## DATA FOR THIS EXERCISE
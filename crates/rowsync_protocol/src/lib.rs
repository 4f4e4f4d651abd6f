//! # RowSync Protocol
//!
//! Wire types for the RowSync pull/push protocol.
//!
//! This crate provides:
//! - [`PullRequest`] / [`PullResponse`] with [`PatchOperation`]s
//! - [`PushRequest`] / [`PushResponse`] with [`Mutation`]s
//! - Structured protocol errors ([`ErrorResponse`]) that travel as normal
//!   response bodies rather than transport failures
//! - Request validation ([`ProtocolError`])
//!
//! Messages are JSON and wire-compatible with row-version based sync
//! clients. This is a pure protocol crate with no I/O operations.

#![deny(unsafe_code)]
#![warn(missing_docs)]

mod error;
mod messages;
mod patch;

pub use error::{parse_uuid, ProtocolError, ProtocolResult};
pub use messages::{
    ErrorResponse, Mutation, PullOk, PullRequest, PullResponse, PushRequest, PushResponse,
    VersionType, PULL_VERSION, PUSH_VERSION,
};
pub use patch::{Cookie, PatchOperation};
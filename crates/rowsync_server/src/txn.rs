//! Retrying transaction wrapper.

use crate::config::RetryConfig;
use crate::error::{SyncError, SyncResult};
use async_trait::async_trait;
use rowsync_store::{Store, StoreTx};
use tracing::{debug, warn};

/// A unit of work run inside one store transaction.
///
/// The work may run several times; it must not carry effects from one
/// attempt into the next except through its own fields.
#[async_trait]
pub trait TxWork: Send {
    /// Value produced by a committed attempt.
    type Output: Send;

    /// Runs one attempt.
    async fn run(&mut self, tx: &mut dyn StoreTx) -> SyncResult<Self::Output>;
}

/// Runs `work` in a transaction, retrying the whole transaction on
/// transient store errors.
///
/// Non-transient errors roll back and surface immediately. After
/// `retry.max_attempts` transient failures the last one is reported as
/// [`SyncError::TooManyRetries`].
pub async fn transact<W: TxWork>(
    store: &dyn Store,
    retry: &RetryConfig,
    work: &mut W,
) -> SyncResult<W::Output> {
    let max_attempts = retry.max_attempts.max(1);
    let mut attempt = 0;

    loop {
        let delay = retry.delay_for_attempt(attempt);
        if !delay.is_zero() {
            tokio::time::sleep(delay).await;
        }
        attempt += 1;

        let err = match run_once(store, work).await {
            Ok(output) => return Ok(output),
            Err(err) => err,
        };

        if !err.is_retryable() {
            return Err(err);
        }
        if attempt >= max_attempts {
            warn!(attempts = attempt, error = %err, "giving up on transaction");
            return Err(SyncError::TooManyRetries {
                attempts: attempt,
                last_error: err.to_string(),
            });
        }
        debug!(attempt, error = %err, "retrying transaction");
    }
}

async fn run_once<W: TxWork>(store: &dyn Store, work: &mut W) -> SyncResult<W::Output> {
    let mut tx = store.begin().await?;
    match work.run(tx.as_mut()).await {
        Ok(output) => {
            tx.commit().await?;
            Ok(output)
        }
        Err(err) => {
            if let Err(rollback_err) = tx.rollback().await {
                warn!(error = %rollback_err, "rollback failed");
            }
            Err(err)
        }
    }
}

#[cfg(test)]
mod tests {
    use super::*;
    use rowsync_store::{InjectedFault, MemoryStore, StoreError};
    use serde_json::Map;

    struct InsertRow {
        runs: u32,
    }

    #[async_trait]
    impl TxWork for InsertRow {
        type Output = u64;

        async fn run(&mut self, tx: &mut dyn StoreTx) -> SyncResult<u64> {
            self.runs += 1;
            let row = tx.upsert_row("t1", "rooms", "r1", Map::new()).await?;
            Ok(row.row_version)
        }
    }

    struct Fails(StoreError);

    #[async_trait]
    impl TxWork for Fails {
        type Output = ();

        async fn run(&mut self, tx: &mut dyn StoreTx) -> SyncResult<()> {
            tx.upsert_row("t1", "rooms", "r1", Map::new()).await?;
            Err(SyncError::Store(match &self.0 {
                StoreError::Deadlock(m) => StoreError::Deadlock(m.clone()),
                other => StoreError::Backend(other.to_string()),
            }))
        }
    }

    fn fast(max_attempts: u32) -> RetryConfig {
        RetryConfig::new(max_attempts)
            .with_initial_delay(std::time::Duration::from_millis(1))
            .with_jitter(false)
    }

    #[tokio::test]
    async fn commits_on_first_try() {
        let store = MemoryStore::new();
        let mut work = InsertRow { runs: 0 };
        transact(&store, &fast(3), &mut work).await.unwrap();
        assert_eq!(work.runs, 1);
        assert_eq!(store.committed_transactions(), 1);
    }

    #[tokio::test]
    async fn retries_transient_commit_failures() {
        let store = MemoryStore::new();
        store.fail_next_commits(2, InjectedFault::SerializationFailure);

        let mut work = InsertRow { runs: 0 };
        transact(&store, &fast(3), &mut work).await.unwrap();
        assert_eq!(work.runs, 3);
        assert_eq!(store.committed_transactions(), 1);
    }

    #[tokio::test]
    async fn gives_up_after_max_attempts() {
        let store = MemoryStore::new();
        store.fail_next_commits(5, InjectedFault::Deadlock);

        let mut work = InsertRow { runs: 0 };
        let err = transact(&store, &fast(3), &mut work).await.unwrap_err();
        assert!(matches!(err, SyncError::TooManyRetries { attempts: 3, .. }));
        assert_eq!(work.runs, 3);
        assert_eq!(store.committed_transactions(), 0);
    }

    #[tokio::test]
    async fn permanent_errors_roll_back_without_retry() {
        let store = MemoryStore::new();
        let mut work = Fails(StoreError::Backend("boom".into()));
        let err = transact(&store, &fast(3), &mut work).await.unwrap_err();
        assert!(matches!(err, SyncError::Store(StoreError::Backend(_))));

        let mut tx = store.begin().await.unwrap();
        assert!(tx.row("t1", "rooms", "r1").await.unwrap().is_none());
    }

    #[tokio::test]
    async fn transient_work_errors_are_retried() {
        let store = MemoryStore::new();
        let mut work = Fails(StoreError::Deadlock("lock".into()));
        let err = transact(&store, &fast(2), &mut work).await.unwrap_err();
        assert!(matches!(err, SyncError::TooManyRetries { attempts: 2, .. }));
    }
}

## BRIEF
Among the lines of the listing above, which ones hold "PushRequest"? Copy them.

## SOLUTION TO THE EXERCISE
//! - [`PushRequest`] / [`PushResponse`] with [`Mutation`]s
    ErrorResponse, Mutation, PullOk, PullRequest, PullResponse, PushRequest, PushResponse,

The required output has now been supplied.